The FA has confirmed to Goal.com that they hope to be publishing the full reasons behind the decision possibly as early as Wednesday and certainly before this weekend’s round of Premier League fixtures.
English football’s governing body also stressed they had no direct control over exactly when the publication of the details will take place because the inquiry has been overseen by an independent QC from the outset.
Once Terry has received the written judgement, he will have 14 days to decide whether he wants to mount an appeal.
His four-match suspension will not kick in until he has decided whether he will contest the punishment after being found guilty of the disciplinary charge, which was brought by the FA under its own rules despite Terry being cleared of a racially aggravated public order offence at Westminster Magistrates Court in July.
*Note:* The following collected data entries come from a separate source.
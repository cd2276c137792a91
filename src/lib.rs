//! 2D lights cast from an open polyline: rays spread by arc length along the
//! chain, occluded by a physics world, assembled into triangle strips.

pub mod handler;
pub mod light;
pub mod occluders;
pub mod world;

pub use handler::{HandlerConfig, LightHandler, LightId, Viewport};
pub use light::{ChainLight, ChainLightDef, FrameContext, Light, LightError, LightRenderData, LightVertex};
mod cast;
mod chain;
pub mod mesh;
pub mod rays;

use std::any::Any;

use ecolor::Color32;
use glam::Vec2;
use thiserror::Error;

use crate::world::{Filter, RayCastWorld, ViewBounds};

pub use chain::ChainLight;
pub use mesh::{LightMesh, LightVertex};
pub use rays::{Chain, Ray, RaySet};

/// Lights never reach less than this far.
pub const MIN_DISTANCE: f32 = 0.01;

#[derive(Debug, Error, Clone, PartialEq)]
pub enum LightError {
    #[error("a chain needs at least two points, got {0}")]
    TooFewPoints(usize),
    #[error("chain coordinates come in x/y pairs, got {0} values")]
    OddCoordinateCount(usize),
    #[error("chain coordinate {index} is not finite")]
    NonFiniteCoordinate { index: usize },
    #[error("a light needs at least one ray")]
    ZeroRays,
    #[error("invalid light distance {0}")]
    InvalidDistance(f32),
    #[error("invalid soft shadow length {0}")]
    InvalidSoftShadowLength(f32),
}

/// Everything a light may consult during one frame. The world is borrowed
/// for the whole update so that every ray sees the same snapshot.
#[derive(Clone, Copy, Default)]
pub struct FrameContext<'a> {
    pub world: Option<&'a dyn RayCastWorld>,
    pub view: Option<&'a dyn ViewBounds>,
}

/// Vertex strips ready to be drawn for one light.
#[derive(Clone, Copy, Debug)]
pub struct LightRenderData<'a> {
    pub lit: &'a [LightVertex],
    pub penumbra: &'a [LightVertex],
}

pub trait Light: Any {
    /// Runs the per-frame geometry: pose, culling, casting and assembly.
    fn update(&mut self, frame: &FrameContext<'_>);

    /// `None` while inactive or culled.
    fn render_data(&self) -> Option<LightRenderData<'_>>;

    fn contains(&self, point: Vec2) -> bool;

    fn set_position(&mut self, position: Vec2);

    fn position(&self) -> Vec2;

    fn is_active(&self) -> bool;

    fn set_active(&mut self, active: bool);

    fn is_culled(&self) -> bool;

    /// Radius of the circle handed to the culling oracle.
    fn culling_radius(&self) -> f32;

    /// Upper bound of vertices in either strip.
    fn vertex_capacity(&self) -> usize;

    fn as_any(&self) -> &dyn Any;

    fn as_any_mut(&mut self) -> &mut dyn Any;
}

/// Construction parameters of a chain light.
#[derive(Clone, Debug, PartialEq)]
pub struct ChainLightDef {
    pub ray_num: usize,
    pub distance: f32,
    /// Linear RGBA, alpha scales the intensity.
    pub color: [f32; 4],
    pub soft: bool,
    pub soft_shadow_length: f32,
    pub xray: bool,
    pub static_light: bool,
    pub active: bool,
    pub contact_filter: Option<Filter>,
    pub ignore_attached_body: bool,
}

impl Default for ChainLightDef {
    fn default() -> Self {
        Self {
            ray_num: 64,
            distance: 15.0,
            color: [0.75, 0.75, 0.5, 0.75],
            soft: true,
            soft_shadow_length: 2.5,
            xray: false,
            static_light: false,
            active: true,
            contact_filter: None,
            ignore_attached_body: false,
        }
    }
}

/// Packs a linear RGBA color into the `u32` carried by every vertex.
pub fn pack_color(color: [f32; 4]) -> u32 {
    let [r, g, b, a] = color.map(ecolor::linear_u8_from_linear_f32);
    u32::from_le_bytes(Color32::from_rgba_premultiplied(r, g, b, a).to_array())
}

pub(crate) fn validate_distance(distance: f32) -> Result<f32, LightError> {
    if !distance.is_finite() || distance < 0.0 {
        return Err(LightError::InvalidDistance(distance));
    }
    Ok(distance.max(MIN_DISTANCE))
}

pub(crate) fn validate_soft_shadow_length(length: f32) -> Result<f32, LightError> {
    if !length.is_finite() || length < 0.0 {
        return Err(LightError::InvalidSoftShadowLength(length));
    }
    Ok(length)
}

#[cfg(test)]
mod tests {
    use super::*;

    #[test]
    fn packs_white_and_transparent() {
        assert_eq!(pack_color([1.0, 1.0, 1.0, 1.0]), 0xFFFF_FFFF);
        assert_eq!(pack_color([0.0, 0.0, 0.0, 0.0]), 0);
    }

    #[test]
    fn packs_red_into_low_byte() {
        assert_eq!(pack_color([1.0, 0.0, 0.0, 1.0]), 0xFF00_00FF);
    }

    #[test]
    fn small_distances_are_raised() {
        assert_eq!(validate_distance(0.0), Ok(MIN_DISTANCE));
        assert_eq!(validate_distance(3.0), Ok(3.0));
        assert!(validate_distance(-1.0).is_err());
        assert!(validate_distance(f32::NAN).is_err());
    }
}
The 31-year-old was cleared in the court of law after claiming that he was trying to ascertain whether Ferdinand thought he had used the words in an offensive context earlier in the match, something which could not be disproved by lip readers or any independent witnesses.
After the initial verdict was announced, Terry said he was disappointed the commission had reached a different conclusion to the criminal trial but insisted he would wait to receive and consider the written judgment before deciding on any appeal.
Terry had already announced his international retirement from England duty prior to the hearing getting under way, arguing the FA had made his position “untenable”.
Prior to the verdict, the FA’s independent four-man commission had heard evidence from Terry and Ferdinand themselves, as well as supportive testimony from Ashley Cole, who also gave evidence in court.
Former England management team Fabio Capello and Franco Baldini both provided character references for Terry.
The scale of the player’s punishment has been hotly debated since the announcement of the guilty verdict last Thursday, with Manchester United boss Sir Alex Ferguson one of a number of observers who felt he may have got off lightly.